PRESIDENT Ferdinand “Bongbong” Marcos Jr. has chosen a UST philosophy alumnus to lead the Presidential Task Force on Media Security, tasked to protect the life, liberty, and security of media workers.
Jose Torres Jr., who obtained his philosophy degree from the UST Faculty of Arts and Letters, will serve as director of the task force, which monitors and resolves cases of violence against media workers.
Marcos Jr. said the appointment, announced by Malacañang on Nov. 14, was made to protect journalists from threats and violence in the upcoming midterm elections in May 2025.
“I have directed the [task force], chaired by the Secretary of the Department of Justice, to ramp up and intensify operations in relation and in preparation to the upcoming 2025 midterm elections,” the president said.
Torres had been the director of the Philippine Information Agency since May 2023.

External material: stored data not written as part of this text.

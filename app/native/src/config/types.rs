//! Configuration types for heicwall.
//!
//! The configuration file supports JSONC format (JSON with comments).
//! Both single-line (`//`) and multi-line (`/* */`) comments are allowed.

use std::fs;
use std::io::Read;
use std::path::{Path, PathBuf};

use schemars::JsonSchema;
use serde::{Deserialize, Serialize};
use thiserror::Error;

use crate::constants::APP_NAME;
use crate::platform::path::expand_and_resolve;

/// Theme assumed when none is given on the command line.
#[derive(Debug, Clone, Copy, Default, PartialEq, Eq, Serialize, Deserialize, JsonSchema)]
#[serde(rename_all = "camelCase")]
pub enum ThemePreference {
    /// Use the light frame of appearance wallpapers. This is the default.
    #[default]
    Light,
    /// Use the dark frame of appearance wallpapers.
    Dark,
}

impl ThemePreference {
    #[must_use]
    pub const fn is_light(self) -> bool { matches!(self, Self::Light) }
}

/// Dynamic wallpaper configuration.
#[derive(Debug, Clone, Default, PartialEq, Serialize, Deserialize, JsonSchema)]
#[serde(default, rename_all = "camelCase")]
pub struct WallpaperConfig {
    /// Folder containing `.heic` dynamic wallpapers.
    /// Supports `~`; relative paths are resolved against the config file's folder.
    pub path: String,

    /// Directory where decoded definitions and frames are stored.
    /// Defaults to the platform data directory.
    pub data_dir: String,

    /// Theme used for appearance wallpapers: "light" or "dark".
    pub theme: ThemePreference,

    /// Latitude of the display location, in degrees.
    #[serde(skip_serializing_if = "Option::is_none")]
    pub latitude: Option<f64>,

    /// Longitude of the display location, in degrees.
    #[serde(skip_serializing_if = "Option::is_none")]
    pub longitude: Option<f64>,

    /// Folder of the file this configuration was loaded from.
    #[serde(skip)]
    pub base_dir: Option<PathBuf>,
}

impl WallpaperConfig {
    /// Returns whether a wallpaper folder is configured.
    #[must_use]
    pub fn is_enabled(&self) -> bool { !self.path.trim().is_empty() }

    /// Resolved wallpaper folder, if configured.
    #[must_use]
    pub fn folder(&self) -> Option<PathBuf> { self.resolve(&self.path) }

    /// Resolved data directory override, if configured.
    #[must_use]
    pub fn data_dir(&self) -> Option<PathBuf> { self.resolve(&self.data_dir) }

    fn resolve(&self, value: &str) -> Option<PathBuf> {
        if value.trim().is_empty() {
            return None;
        }
        let base = self.base_dir.as_deref().unwrap_or_else(|| Path::new("."));
        Some(expand_and_resolve(value, base))
    }
}

/// Root configuration.
#[derive(Debug, Clone, Default, PartialEq, Serialize, Deserialize, JsonSchema)]
#[serde(default, rename_all = "camelCase")]
pub struct HeicwallConfig {
    /// JSON schema reference, ignored at runtime.
    #[serde(rename = "$schema", skip_serializing_if = "Option::is_none")]
    pub schema: Option<String>,

    /// Dynamic wallpaper settings.
    pub wallpapers: WallpaperConfig,
}

/// Errors that can occur when loading the configuration.
#[derive(Debug, Error)]
pub enum ConfigError {
    /// No configuration file was found in any of the expected locations.
    #[error(
        "No configuration file found. Expected at ~/.config/heicwall/config.json \
         or ~/.heicwall.json"
    )]
    NotFound,

    /// The configuration file exists but could not be read.
    #[error("Failed to read configuration file: {0}")]
    Io(#[from] std::io::Error),

    /// The configuration file contains invalid JSON.
    #[error("Failed to parse configuration file: {0}")]
    Parse(#[from] serde_json::Error),
}

/// Configuration file names, in order of preference.
const CONFIG_FILE_NAMES: &[&str] = &["config.jsonc", "config.json"];

/// Home-directory file names.
const HOME_CONFIG_FILE_NAMES: &[&str] = &[".heicwall.jsonc", ".heicwall.json"];

/// Returns the candidate configuration file paths, in search order.
///
/// 1. `$XDG_CONFIG_HOME/heicwall/`
/// 2. `~/.config/heicwall/`
/// 3. The platform config directory
/// 4. `~/.heicwall.jsonc` / `~/.heicwall.json`
#[must_use]
pub fn config_paths() -> Vec<PathBuf> {
    let mut dirs_to_search = Vec::new();
    if let Ok(xdg_config) = std::env::var("XDG_CONFIG_HOME") {
        dirs_to_search.push(PathBuf::from(xdg_config).join(APP_NAME));
    }
    if let Some(home) = dirs::home_dir() {
        dirs_to_search.push(home.join(".config").join(APP_NAME));
    }
    if let Some(config_dir) = dirs::config_dir() {
        dirs_to_search.push(config_dir.join(APP_NAME));
    }

    let mut paths: Vec<PathBuf> = Vec::new();
    for dir in dirs_to_search {
        for filename in CONFIG_FILE_NAMES {
            let path = dir.join(filename);
            if !paths.contains(&path) {
                paths.push(path);
            }
        }
    }

    if let Some(home) = dirs::home_dir() {
        paths.extend(HOME_CONFIG_FILE_NAMES.iter().map(|filename| home.join(filename)));
    }

    paths
}

/// Parses JSONC configuration text.
///
/// # Errors
///
/// Returns `ConfigError::Parse` if the content is not valid JSON after
/// comments are stripped.
pub fn parse_config<R: Read>(reader: R) -> Result<HeicwallConfig, ConfigError> {
    let reader = json_comments::StripComments::new(reader);
    Ok(serde_json::from_reader(reader)?)
}

/// Loads the configuration from a specific file.
///
/// # Errors
///
/// Returns `ConfigError::NotFound` if the file does not exist,
/// `ConfigError::Io` if it cannot be read and `ConfigError::Parse` if it is
/// not valid JSONC.
pub fn load_config_from_path(path: &Path) -> Result<(HeicwallConfig, PathBuf), ConfigError> {
    if !path.exists() {
        return Err(ConfigError::NotFound);
    }

    let mut config = parse_config(fs::File::open(path)?)?;
    config.wallpapers.base_dir = path.parent().map(Path::to_path_buf);
    Ok((config, path.to_path_buf()))
}

/// Loads the configuration from the first available config file.
///
/// # Errors
///
/// Returns `ConfigError::NotFound` if no configuration file exists in any of
/// the expected locations, or the errors of [`load_config_from_path`].
pub fn load_config() -> Result<(HeicwallConfig, PathBuf), ConfigError> {
    config_paths()
        .into_iter()
        .find(|path| path.exists())
        .map_or(Err(ConfigError::NotFound), |path| load_config_from_path(&path))
}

A veteran journalist, he served as senior editor of ABS-CBN News Online from 2001 to 2005 before becoming editor in chief of GMA News Online and helping build its online platform.
Torres took theology units at Ateneo de Manila University and earned his diploma in multimedia journalism from Konrad Adenauer Asian Center for Journalism in 2012.
He began his career in the 1980s as a writer for the alternative news outfit Philippine News and Features.
In 2010, Torres assumed the managing editor position at the Union of Catholic Asian News in Thailand. He was part of Radio Veritas Asia’s editorial board in 2019 before becoming an editor at large for LiCAS.news, a Catholic news platform based in Bangkok.
Torres also wrote for The Manila Times, The Sunday Paper, and The Philippine Post, and was a sub-editor for Saudi Arabia’s national newspaper, The Saudi Gazette.
He was a two-time recipient of the National Book Award for Journalism, earning the plum for his “Unholy Nation: Stories from a Gambling Republic (2004)” and “Into the Mountain: Hostaged by the Abu Sayyaf (2002).”
His report for the Philippine Center for Investigative Journalism, “The Making of a Mindanao Mafia,” won third prize in the Jaime V Ongpin Awards for Excellence in Journalism in 2004.
Torres is the former chair of the Photojournalists Center of the Philippines and is a board member at the National Press Club of the Philippines.
The Presidential Task Force on Media Security was formed in 2016 through President Rodrigo Duterte’s first administrative order, which sought to ensure the protection and safety of media workers in the Philippines.